Modulation of L-type calcium channels by human IgM anti-GM1 antibodies

Increased titers of IgM anti-GM1 antibodies are present in some patients with lower motor neuron disease (LMND) or motor neuropathy (MN), but their pathogenic role and the mechanism of action are unclear. Using a fluorimetric ap- proach, we have examined the hypothesis that the pentameric IgM anti-GM1 antibodies could alter calcium concentration in N18 neuroblastoma cells.

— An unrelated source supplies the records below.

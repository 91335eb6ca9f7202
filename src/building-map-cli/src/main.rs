// Copyright 2026 The Simlin Authors. All rights reserved.
// Use of this source code is governed by the Apache License,
// Version 2.0, that can be found in the LICENSE file.

use std::fs;
use std::io::{self, Write};
use std::path::{Path, PathBuf};

use anyhow::{Context, Result};
use clap::{ArgAction, Parser, Subcommand, ValueEnum};

use building_map::{Building, EdgeType, LoadedBuilding};

mod drawings;

use drawings::ImageDrawings;

#[derive(Parser)]
#[command(name = "building-map")]
#[command(version)]
#[command(about = "Inspect and convert building map files")]
struct Cli {
    #[command(subcommand)]
    command: Commands,

    /// Increase log verbosity (-v info, -vv debug)
    #[arg(short, long, action = ArgAction::Count, global = true)]
    verbose: u8,
}

#[derive(Subcommand)]
enum Commands {
    /// Summarize every level: scale, size and element counts
    Info {
        path: PathBuf,
    },

    /// List the model names placed anywhere in the building
    Models {
        path: PathBuf,
    },

    /// Load a building map and write it back out
    Convert {
        path: PathBuf,

        /// Output file
        #[arg(short, long)]
        output: PathBuf,

        /// Output format; inferred from the output extension if omitted
        #[arg(long, value_enum)]
        format: Option<Format>,
    },
}

#[derive(Clone, Copy, Debug, PartialEq, Eq, ValueEnum)]
enum Format {
    Yaml,
    Json,
}

impl Format {
    fn from_path(path: &Path) -> Format {
        match path.extension().and_then(|ext| ext.to_str()) {
            Some("json") => Format::Json,
            _ => Format::Yaml,
        }
    }
}

fn load(path: &Path) -> Result<LoadedBuilding> {
    let text =
        fs::read_to_string(path).with_context(|| format!("reading {}", path.display()))?;
    let base_dir = path.parent().unwrap_or_else(|| Path::new("."));
    let drawings = ImageDrawings::new(base_dir);

    let loaded = match Format::from_path(path) {
        Format::Json => Building::from_json_str(&text, &drawings),
        Format::Yaml => Building::from_yaml_str(&text, &drawings),
    }
    .with_context(|| format!("loading {}", path.display()))?;

    log::info!(
        "loaded {} with {} levels ({} warnings)",
        path.display(),
        loaded.building.levels.len(),
        loaded.warnings.len()
    );
    Ok(loaded)
}

fn write_info(building: &Building, out: &mut dyn Write) -> io::Result<()> {
    writeln!(out, "building {}", building.name)?;
    for level in building.levels.iter() {
        write!(out, "{}: elevation {} m, ", level.name, level.elevation)?;
        match level.drawing_filename() {
            Some(filename) => writeln!(
                out,
                "drawing {filename} ({} x {} px)",
                level.drawing_width(),
                level.drawing_height()
            )?,
            None => writeln!(out, "no drawing")?,
        }
        writeln!(
            out,
            "  {:.5} m/px, {:.2} x {:.2} m",
            level.meters_per_pixel(),
            level.x_meters(),
            level.y_meters()
        )?;
        write!(out, "  {} vertices", level.vertices().len())?;
        for edge_type in EdgeType::ALL {
            write!(
                out,
                ", {} {}",
                level.edges_of_type(edge_type).count(),
                edge_type.container_name()
            )?;
        }
        writeln!(
            out,
            ", {} floors, {} models, {} fiducials, {} tags, {} layers",
            level.polygons().len(),
            level.models().len(),
            level.fiducials().len(),
            level.tags().len(),
            level.layers().len()
        )?;
    }
    Ok(())
}

fn write_models(building: &Building, out: &mut dyn Write) -> io::Result<()> {
    for name in building.model_names() {
        writeln!(out, "{name}")?;
    }
    Ok(())
}

fn convert(path: &Path, output: &Path, format: Option<Format>) -> Result<()> {
    let building = load(path)?.building;
    let format = format.unwrap_or_else(|| Format::from_path(output));
    let contents = match format {
        Format::Yaml => building.to_yaml_string(),
        Format::Json => building.to_json_string(),
    }
    .context("serializing building")?;
    fs::write(output, contents).with_context(|| format!("writing {}", output.display()))?;
    log::info!("wrote {} as {format:?}", output.display());
    Ok(())
}

fn main() -> Result<()> {
    let cli = Cli::parse();

    let filter = match cli.verbose {
        0 => "warn",
        1 => "info",
        _ => "debug",
    };
    env_logger::Builder::from_env(env_logger::Env::default().default_filter_or(filter)).init();

    let stdout = io::stdout();
    let mut out = stdout.lock();
    match cli.command {
        Commands::Info { path } => write_info(&load(&path)?.building, &mut out)?,
        Commands::Models { path } => write_models(&load(&path)?.building, &mut out)?,
        Commands::Convert {
            path,
            output,
            format,
        } => convert(&path, &output, format)?,
    }
    Ok(())
}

Sera with human IgM anti-GM1 antibodies were obtained from 5 patients with LMND and 2 patients with MN. Direct application of either human IgM anti-GM1 antibodies or the B subunit of CT to N18 neuroblastoma cells induced a sustained influx of manganese ions, as indicated by a quench of the intracellular fura-2 fluorescence. Furthermore, the dihydropyridine L-type channel antagonists completely inhibited the manganese influx, suggesting that it is due to activation of L-type, voltage-dependent calcium channels (VGCC). The magnitude of the influx was correlated with antibody titers. None of the human control sera induced an ion influx, pointing to the selective participation of the pentameric IgM isotype of anti-GM1 in the modulation of L-type calcium channel opening. Given that L-type calcium channels are present on motor neurons, the modulation of these calcium channels by IgM GM1 antisera may have important implications in diseases such as LMND and MN.